# [PROBLEM TO WORK ON]
Check each line of the data below for the string "main". Then give the number of lines that have it, without anything else.

# [SUPPLIED DATA]
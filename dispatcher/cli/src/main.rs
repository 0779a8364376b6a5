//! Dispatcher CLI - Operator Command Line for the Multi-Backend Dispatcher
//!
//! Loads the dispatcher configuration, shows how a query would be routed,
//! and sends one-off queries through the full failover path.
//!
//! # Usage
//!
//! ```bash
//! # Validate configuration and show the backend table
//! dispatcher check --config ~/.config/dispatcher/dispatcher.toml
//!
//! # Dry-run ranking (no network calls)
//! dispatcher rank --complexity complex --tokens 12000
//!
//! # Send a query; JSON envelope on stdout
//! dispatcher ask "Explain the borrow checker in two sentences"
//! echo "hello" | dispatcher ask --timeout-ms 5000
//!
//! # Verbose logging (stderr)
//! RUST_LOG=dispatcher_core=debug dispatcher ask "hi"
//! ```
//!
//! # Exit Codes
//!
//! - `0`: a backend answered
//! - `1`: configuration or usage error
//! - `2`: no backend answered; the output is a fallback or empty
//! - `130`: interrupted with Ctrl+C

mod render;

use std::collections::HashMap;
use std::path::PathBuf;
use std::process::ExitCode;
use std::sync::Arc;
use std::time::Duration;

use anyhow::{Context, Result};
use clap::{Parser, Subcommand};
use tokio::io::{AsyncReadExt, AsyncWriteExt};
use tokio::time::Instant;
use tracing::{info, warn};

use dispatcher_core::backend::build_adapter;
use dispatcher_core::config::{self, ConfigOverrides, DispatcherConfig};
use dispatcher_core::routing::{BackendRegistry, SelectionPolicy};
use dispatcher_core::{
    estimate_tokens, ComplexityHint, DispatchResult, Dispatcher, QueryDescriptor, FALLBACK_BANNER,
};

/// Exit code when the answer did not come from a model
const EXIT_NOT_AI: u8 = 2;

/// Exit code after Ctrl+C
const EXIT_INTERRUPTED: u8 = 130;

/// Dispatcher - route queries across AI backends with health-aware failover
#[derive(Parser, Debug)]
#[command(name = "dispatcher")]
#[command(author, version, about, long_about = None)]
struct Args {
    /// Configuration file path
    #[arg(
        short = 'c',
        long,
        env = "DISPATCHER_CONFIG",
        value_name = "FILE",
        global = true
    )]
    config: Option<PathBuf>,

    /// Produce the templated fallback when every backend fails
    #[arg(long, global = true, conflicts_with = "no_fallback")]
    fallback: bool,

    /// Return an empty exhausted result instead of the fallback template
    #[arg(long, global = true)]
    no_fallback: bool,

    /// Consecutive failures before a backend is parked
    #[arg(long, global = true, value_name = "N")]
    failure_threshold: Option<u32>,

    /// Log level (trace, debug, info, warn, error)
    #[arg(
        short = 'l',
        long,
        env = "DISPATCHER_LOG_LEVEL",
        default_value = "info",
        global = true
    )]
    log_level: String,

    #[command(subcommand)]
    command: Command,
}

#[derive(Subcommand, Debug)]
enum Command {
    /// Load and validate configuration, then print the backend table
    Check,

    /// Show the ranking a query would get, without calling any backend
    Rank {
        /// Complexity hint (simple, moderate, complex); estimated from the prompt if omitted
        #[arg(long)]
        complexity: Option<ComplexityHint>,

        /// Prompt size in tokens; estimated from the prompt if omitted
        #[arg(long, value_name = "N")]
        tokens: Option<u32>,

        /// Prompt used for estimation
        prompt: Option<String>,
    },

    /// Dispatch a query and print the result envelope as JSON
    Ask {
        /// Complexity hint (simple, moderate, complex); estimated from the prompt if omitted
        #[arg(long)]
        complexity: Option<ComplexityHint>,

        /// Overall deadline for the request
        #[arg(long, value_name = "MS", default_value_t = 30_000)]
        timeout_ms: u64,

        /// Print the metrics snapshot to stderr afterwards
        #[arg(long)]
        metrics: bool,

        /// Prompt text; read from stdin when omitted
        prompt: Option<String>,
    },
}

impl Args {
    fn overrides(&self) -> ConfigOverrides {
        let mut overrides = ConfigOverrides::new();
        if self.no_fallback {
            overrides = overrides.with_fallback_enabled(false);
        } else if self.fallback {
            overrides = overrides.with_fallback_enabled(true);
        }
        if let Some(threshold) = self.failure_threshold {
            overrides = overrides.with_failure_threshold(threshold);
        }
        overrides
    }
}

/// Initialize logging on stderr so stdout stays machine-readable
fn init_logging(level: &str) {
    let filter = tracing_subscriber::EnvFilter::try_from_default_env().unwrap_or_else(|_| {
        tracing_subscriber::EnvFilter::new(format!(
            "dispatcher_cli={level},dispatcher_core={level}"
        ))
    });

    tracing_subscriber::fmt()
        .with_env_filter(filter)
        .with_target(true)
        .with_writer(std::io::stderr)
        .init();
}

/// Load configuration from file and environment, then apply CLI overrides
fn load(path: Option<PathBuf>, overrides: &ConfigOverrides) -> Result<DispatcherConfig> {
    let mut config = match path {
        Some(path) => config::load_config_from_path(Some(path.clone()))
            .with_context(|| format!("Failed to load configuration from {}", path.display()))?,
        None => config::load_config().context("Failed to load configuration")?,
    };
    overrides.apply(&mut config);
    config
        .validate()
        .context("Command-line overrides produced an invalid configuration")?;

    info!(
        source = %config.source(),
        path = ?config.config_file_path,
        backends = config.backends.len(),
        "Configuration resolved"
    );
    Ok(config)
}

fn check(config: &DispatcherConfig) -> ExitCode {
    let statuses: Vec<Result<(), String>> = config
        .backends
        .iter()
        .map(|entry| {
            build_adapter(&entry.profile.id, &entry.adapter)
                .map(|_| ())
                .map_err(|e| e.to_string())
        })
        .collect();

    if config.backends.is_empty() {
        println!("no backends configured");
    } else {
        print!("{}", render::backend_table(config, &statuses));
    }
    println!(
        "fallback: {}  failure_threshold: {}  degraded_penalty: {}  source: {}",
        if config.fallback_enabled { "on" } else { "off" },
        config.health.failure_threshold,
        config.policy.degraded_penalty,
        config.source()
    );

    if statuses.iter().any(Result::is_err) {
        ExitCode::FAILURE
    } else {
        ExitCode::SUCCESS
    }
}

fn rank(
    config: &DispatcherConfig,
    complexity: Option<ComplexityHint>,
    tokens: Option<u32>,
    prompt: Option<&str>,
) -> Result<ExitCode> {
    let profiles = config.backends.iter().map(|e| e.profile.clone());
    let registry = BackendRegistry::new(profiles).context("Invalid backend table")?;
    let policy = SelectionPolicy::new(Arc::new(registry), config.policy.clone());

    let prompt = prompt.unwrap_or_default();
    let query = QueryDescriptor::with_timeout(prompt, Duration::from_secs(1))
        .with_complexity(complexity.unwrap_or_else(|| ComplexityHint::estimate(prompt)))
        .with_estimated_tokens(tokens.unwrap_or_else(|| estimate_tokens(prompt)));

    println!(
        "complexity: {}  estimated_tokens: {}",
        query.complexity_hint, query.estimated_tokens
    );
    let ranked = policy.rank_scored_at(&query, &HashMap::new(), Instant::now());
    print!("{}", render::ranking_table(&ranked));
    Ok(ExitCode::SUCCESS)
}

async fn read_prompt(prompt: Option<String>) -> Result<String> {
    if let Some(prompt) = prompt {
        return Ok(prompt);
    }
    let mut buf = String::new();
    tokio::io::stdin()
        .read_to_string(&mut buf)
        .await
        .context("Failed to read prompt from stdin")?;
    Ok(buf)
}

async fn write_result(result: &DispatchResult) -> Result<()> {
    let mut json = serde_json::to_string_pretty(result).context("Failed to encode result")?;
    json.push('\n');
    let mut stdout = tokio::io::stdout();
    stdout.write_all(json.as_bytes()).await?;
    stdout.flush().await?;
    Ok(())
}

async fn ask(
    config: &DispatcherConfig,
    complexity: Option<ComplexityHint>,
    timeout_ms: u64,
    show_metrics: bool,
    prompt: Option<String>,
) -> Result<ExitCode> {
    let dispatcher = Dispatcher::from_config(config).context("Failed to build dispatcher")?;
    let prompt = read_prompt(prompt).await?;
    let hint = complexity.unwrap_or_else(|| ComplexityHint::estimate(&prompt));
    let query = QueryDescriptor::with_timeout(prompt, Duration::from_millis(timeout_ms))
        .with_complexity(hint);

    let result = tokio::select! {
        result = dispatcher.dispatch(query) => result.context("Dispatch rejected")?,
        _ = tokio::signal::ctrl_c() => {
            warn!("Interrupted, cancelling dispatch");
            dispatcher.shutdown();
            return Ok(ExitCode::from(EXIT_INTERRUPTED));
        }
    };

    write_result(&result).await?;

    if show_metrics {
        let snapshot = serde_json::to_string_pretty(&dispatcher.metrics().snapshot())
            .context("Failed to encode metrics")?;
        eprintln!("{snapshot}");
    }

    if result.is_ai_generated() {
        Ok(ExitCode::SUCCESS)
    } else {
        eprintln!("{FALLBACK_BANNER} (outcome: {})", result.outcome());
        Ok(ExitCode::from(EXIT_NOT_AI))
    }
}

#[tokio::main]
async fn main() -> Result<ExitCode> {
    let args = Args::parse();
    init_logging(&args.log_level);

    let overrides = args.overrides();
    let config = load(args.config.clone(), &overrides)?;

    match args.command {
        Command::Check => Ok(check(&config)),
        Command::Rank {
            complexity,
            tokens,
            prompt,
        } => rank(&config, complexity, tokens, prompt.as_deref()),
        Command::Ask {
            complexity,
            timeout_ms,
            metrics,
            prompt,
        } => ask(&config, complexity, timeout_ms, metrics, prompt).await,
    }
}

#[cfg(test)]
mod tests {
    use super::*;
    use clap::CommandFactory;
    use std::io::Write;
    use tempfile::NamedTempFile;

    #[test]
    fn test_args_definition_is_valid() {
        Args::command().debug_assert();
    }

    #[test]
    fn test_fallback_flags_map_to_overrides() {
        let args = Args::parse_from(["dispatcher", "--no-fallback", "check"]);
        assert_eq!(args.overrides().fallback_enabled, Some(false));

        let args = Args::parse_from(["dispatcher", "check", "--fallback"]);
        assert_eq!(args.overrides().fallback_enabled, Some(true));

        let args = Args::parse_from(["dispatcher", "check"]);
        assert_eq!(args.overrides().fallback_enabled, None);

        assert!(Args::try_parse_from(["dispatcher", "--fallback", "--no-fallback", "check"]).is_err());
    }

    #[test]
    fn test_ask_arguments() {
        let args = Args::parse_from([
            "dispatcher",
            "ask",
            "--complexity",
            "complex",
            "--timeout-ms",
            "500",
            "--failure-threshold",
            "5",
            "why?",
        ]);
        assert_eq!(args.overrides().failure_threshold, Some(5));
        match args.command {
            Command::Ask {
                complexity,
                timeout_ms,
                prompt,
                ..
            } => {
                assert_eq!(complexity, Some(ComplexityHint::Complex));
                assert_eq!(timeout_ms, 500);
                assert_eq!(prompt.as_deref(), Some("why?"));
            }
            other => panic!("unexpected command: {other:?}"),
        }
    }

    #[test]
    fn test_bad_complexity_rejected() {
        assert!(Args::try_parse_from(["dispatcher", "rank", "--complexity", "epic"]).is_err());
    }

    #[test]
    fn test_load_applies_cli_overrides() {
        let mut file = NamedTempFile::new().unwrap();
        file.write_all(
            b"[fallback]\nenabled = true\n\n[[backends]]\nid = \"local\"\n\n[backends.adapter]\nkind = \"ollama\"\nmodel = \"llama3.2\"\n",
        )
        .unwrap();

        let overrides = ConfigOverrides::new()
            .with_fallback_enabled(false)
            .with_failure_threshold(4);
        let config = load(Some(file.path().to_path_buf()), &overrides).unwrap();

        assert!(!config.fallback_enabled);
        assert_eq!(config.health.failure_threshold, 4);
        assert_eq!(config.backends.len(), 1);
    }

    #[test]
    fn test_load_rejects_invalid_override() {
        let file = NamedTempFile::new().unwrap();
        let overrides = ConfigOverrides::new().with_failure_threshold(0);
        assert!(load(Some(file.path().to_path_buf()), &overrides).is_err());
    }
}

# [EXPECTED OUTPUT]
3